When it comes to the Internet, one of the most important issues with shortcut buttons has to be privacy and restrictions. Currently, everyone seems to have an opinion on the prospect of imposing restrictions and preventing others from accessing certain parts of Internet technology that ideally should have been for all of us.
While some people believe that censorship is the best way to ensure that many people are not exposed to the Dark Web and all of the dangers that it entails, there are those who see censorship as a different form of control.
Those in the latter group believe that by giving governments access and the ability to censor parts of the Internet, they can systematically control what people see and how their opinions are expressed.
Keep in mind that the Internet has gone from something we all used to get ideas and opinions to a technology that now has far-reaching effects on our society and the world at large. While those who believe in censorship are convinced of their position, those who believe it should be rejected can actually show parts of the world how governments and central authorities use their power and dominance over their citizens.
- Take a country like China for example; the Communist Party has done its fair share of controlling what people see and believe on the Internet, as most of the country’s media is not controlled by the state.

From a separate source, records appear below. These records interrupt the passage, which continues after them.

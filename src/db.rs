use std::time::Duration;

use rusqlite::{params, Connection, DatabaseName, OptionalExtension, Result};
use time::format_description::well_known::Rfc3339;
use time::OffsetDateTime;

pub const CURRENT_SCHEMA_VERSION: i64 = 1;

struct Migration {
    version: i64,
    name: &'static str,
    sql: &'static str,
}

const MIGRATIONS: [Migration; 1] = [Migration {
    version: 1,
    name: "document_store_v1",
    sql: r#"
CREATE TABLE IF NOT EXISTS meta (
    key TEXT PRIMARY KEY,
    value TEXT NOT NULL
);

CREATE TABLE IF NOT EXISTS documents (
    key TEXT PRIMARY KEY,
    value TEXT NOT NULL,
    updated_at TEXT NOT NULL
);
"#,
}];

pub fn open_connection(path: &str) -> Result<Connection> {
    let mut conn = Connection::open(path)?;
    configure_for_speed(&conn)?;
    apply_migrations(&mut conn)?;
    Ok(conn)
}

#[cfg(test)]
pub fn open_in_memory() -> Result<Connection> {
    let mut conn = Connection::open_in_memory()?;
    apply_migrations(&mut conn)?;
    Ok(conn)
}

fn configure_for_speed(conn: &Connection) -> Result<()> {
    conn.pragma_update(None::<DatabaseName>, "journal_mode", "WAL")?;
    conn.pragma_update(None::<DatabaseName>, "synchronous", "NORMAL")?;
    conn.pragma_update(None::<DatabaseName>, "temp_store", "MEMORY")?;
    conn.pragma_update(None::<DatabaseName>, "busy_timeout", 5000i64)?;
    conn.busy_timeout(Duration::from_millis(5000))?;
    Ok(())
}

fn apply_migrations(conn: &mut Connection) -> Result<()> {
    let tx = conn.transaction()?;
    tx.execute_batch(
        r#"
CREATE TABLE IF NOT EXISTS schema_migrations (
    version INTEGER PRIMARY KEY,
    name TEXT NOT NULL,
    applied_at TEXT NOT NULL
);
"#,
    )?;

    for migration in MIGRATIONS {
        let already_applied: Option<i64> = tx
            .query_row(
                "SELECT version FROM schema_migrations WHERE version = ?1",
                params![migration.version],
                |row| row.get(0),
            )
            .optional()?;

        if already_applied.is_some() {
            continue;
        }

        tx.execute_batch(migration.sql)?;
        tx.execute(
            "INSERT INTO schema_migrations (version, name, applied_at) VALUES (?1, ?2, ?3)",
            params![migration.version, migration.name, now_utc_rfc3339()],
        )?;
    }

    tx.execute(
        r#"
INSERT INTO meta (key, value)
VALUES ('schema_version', ?1)
ON CONFLICT(key) DO UPDATE SET value = excluded.value
"#,
        params![CURRENT_SCHEMA_VERSION.to_string()],
    )?;

    tx.commit()
}

pub fn now_utc_rfc3339() -> String {
    OffsetDateTime::now_utc()
        .format(&Rfc3339)
        .expect("RFC3339 formatting for UTC timestamp should never fail")
}

pub fn get_document(conn: &Connection, key: &str) -> Result<Option<String>> {
    conn.query_row(
        "SELECT value FROM documents WHERE key = ?1",
        params![key],
        |row| row.get(0),
    )
    .optional()
}

pub fn put_document(conn: &Connection, key: &str, value: &str) -> Result<()> {
    conn.execute(
        r#"
INSERT INTO documents (key, value, updated_at)
VALUES (?1, ?2, ?3)
ON CONFLICT(key) DO UPDATE SET
    value = excluded.value,
    updated_at = excluded.updated_at
"#,
        params![key, value, now_utc_rfc3339()],
    )?;
    Ok(())
}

- Now there are threats that the Party will also control people’s access to the Internet.
- Of course, China is not alone. The United Nations has ruled that freedom of access online is a basic human right, but many authoritarian governments would certainly not have that.

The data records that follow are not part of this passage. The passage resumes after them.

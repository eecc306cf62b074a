use std::error::Error;
use std::fmt;

use serde::{Deserialize, Serialize};

#[derive(Debug, Clone, Serialize, Deserialize, PartialEq, Eq)]
#[serde(rename_all = "camelCase")]
pub struct ColorEntry {
    pub id: String,
    pub name: String,
    pub hex: String,
    pub category: String,
    #[serde(default, skip_serializing_if = "Option::is_none")]
    pub recipe: Option<String>,
    #[serde(default, skip_serializing_if = "Option::is_none")]
    pub customers: Option<Vec<String>>,
    #[serde(default = "default_in_stock")]
    pub in_stock: bool,
}

fn default_in_stock() -> bool {
    true
}

impl ColorEntry {
    pub fn customers(&self) -> &[String] {
        self.customers.as_deref().unwrap_or(&[])
    }

    /// Comma-joined customer list as the edit form shows it.
    pub fn customers_line(&self) -> String {
        self.customers().join(", ")
    }
}

#[derive(Debug, Clone, PartialEq, Eq)]
pub struct InvalidHexCode {
    pub value: String,
}

impl fmt::Display for InvalidHexCode {
    fn fmt(&self, f: &mut fmt::Formatter<'_>) -> fmt::Result {
        write!(
            f,
            "invalid hex code '{}'; expected '#' followed by 3 or 6 hex digits",
            self.value
        )
    }
}

impl Error for InvalidHexCode {}

/// Accepts `#rgb` and `#rrggbb`, either case.
pub fn validate_hex(raw: &str) -> Result<(), InvalidHexCode> {
    let digits = raw.strip_prefix('#').ok_or_else(|| InvalidHexCode {
        value: raw.to_string(),
    })?;
    let valid_len = digits.len() == 3 || digits.len() == 6;
    if valid_len && digits.chars().all(|ch| ch.is_ascii_hexdigit()) {
        Ok(())
    } else {
        Err(InvalidHexCode {
            value: raw.to_string(),
        })
    }
}

/// Expands a validated hex code into RGB channels. Short codes double each digit.
pub fn hex_to_rgb(hex: &str) -> Option<(u8, u8, u8)> {
    validate_hex(hex).ok()?;
    let digits = &hex[1..];
    let expanded = if digits.len() == 3 {
        digits.chars().flat_map(|ch| [ch, ch]).collect::<String>()
    } else {
        digits.to_string()
    };
    let channel = |index: usize| u8::from_str_radix(&expanded[index..index + 2], 16).ok();
    Some((channel(0)?, channel(2)?, channel(4)?))
}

- To be honest, this culture of censorship has gone from being just a government to a major part of popular commercial culture.

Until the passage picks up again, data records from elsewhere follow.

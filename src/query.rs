use crate::domain::color::ColorEntry;

pub const SIMILAR_LIMIT: usize = 10;

#[derive(Debug, Clone, Default, PartialEq, Eq)]
pub struct CatalogFilter {
    pub search_term: String,
    pub selected_category: Option<String>,
}

impl CatalogFilter {
    pub fn summary(&self) -> Option<String> {
        let mut parts = Vec::new();
        if !self.search_term.is_empty() {
            parts.push(format!("search={}", self.search_term));
        }
        if let Some(category) = self.selected_category.as_deref() {
            parts.push(format!("category={category}"));
        }

        if parts.is_empty() {
            None
        } else {
            Some(parts.join(" "))
        }
    }
}

/// Entries whose name or id contains `search_term` (case-insensitive) and whose
/// category equals `selected_category` exactly, in their original order.
pub fn visible_colors(
    all: &[ColorEntry],
    search_term: &str,
    selected_category: Option<&str>,
) -> Vec<ColorEntry> {
    let needle = search_term.to_lowercase();
    all.iter()
        .filter(|color| matches_search(color, &needle))
        .filter(|color| selected_category.map_or(true, |category| color.category == category))
        .cloned()
        .collect()
}

pub fn similar_colors(all: &[ColorEntry], target: &ColorEntry) -> Vec<ColorEntry> {
    all.iter()
        .filter(|color| color.id != target.id && color.category == target.category)
        .take(SIMILAR_LIMIT)
        .cloned()
        .collect()
}

fn matches_search(color: &ColorEntry, needle: &str) -> bool {
    needle.is_empty()
        || color.name.to_lowercase().contains(needle)
        || color.id.to_lowercase().contains(needle)
}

- Many apps are protected from people based on their location and IP address, as most app makers have chosen to restrict access for one reason or another.
- Netflix, Spotify, Tidal and a host of other popular apps are selectively available (if at all) in many countries on the African continent, and the list goes on and on.
VPNs and the needs of the information age
This is essentially why virtual private networks (VPNs) were created. The technology was created in the 1990s, just in time to dot com boom in the early 2000s. One of the most popular provider is Cyberghost (read review).
- As expected, the rise of the ubiquitous Internet and the increasing interconnectivity of the world have led to a sharp increase in VPN adoption.
- Many people will prefer to have easy access to many other countries and the type of content that their Internet-using counterparts get, and because of this, VPNs have exploded in adoption.
- Currently, analysts predict that the VPN market is expected to be valued at $35.7 billion by the end of 2022. For a technology that was just built a little over 20 years ago, that’s certainly not bad at all.
Unfortunately, as is the case with almost all forms of technology, VPNs have also been plagued by a number of problems regarding their propensity to become centralized. Chief among these problems is the fact that data can be recorded as it passes through a VPN tunnel. People get VPNs to hide their identities and access restricted parts of the Internet, but when their data starts going through VPN tunnels, it’s likely that administrators will get information to reveal the identity and location of users. When this happens, you may as well connect to the restricted platform with your location open.
In addition to this, centralized VPNs have also started to suffer from the same information gaps that some of the larger technology companies are starting to suffer from. With these networks, it is possible for personal information to be stolen and sold to third parties, exposing your data to people you never wanted to have. An inadvertent VPN leak could also expose your DNS name and IP address.
Tachyon: applying blockchain technology
At this point, it is becoming increasingly clear that resistance to censorship will only be achieved when Internet users have control over their own data and what they do with it. For this reason, many have touted the possibility of enabling the World Wide Web with blockchain technology.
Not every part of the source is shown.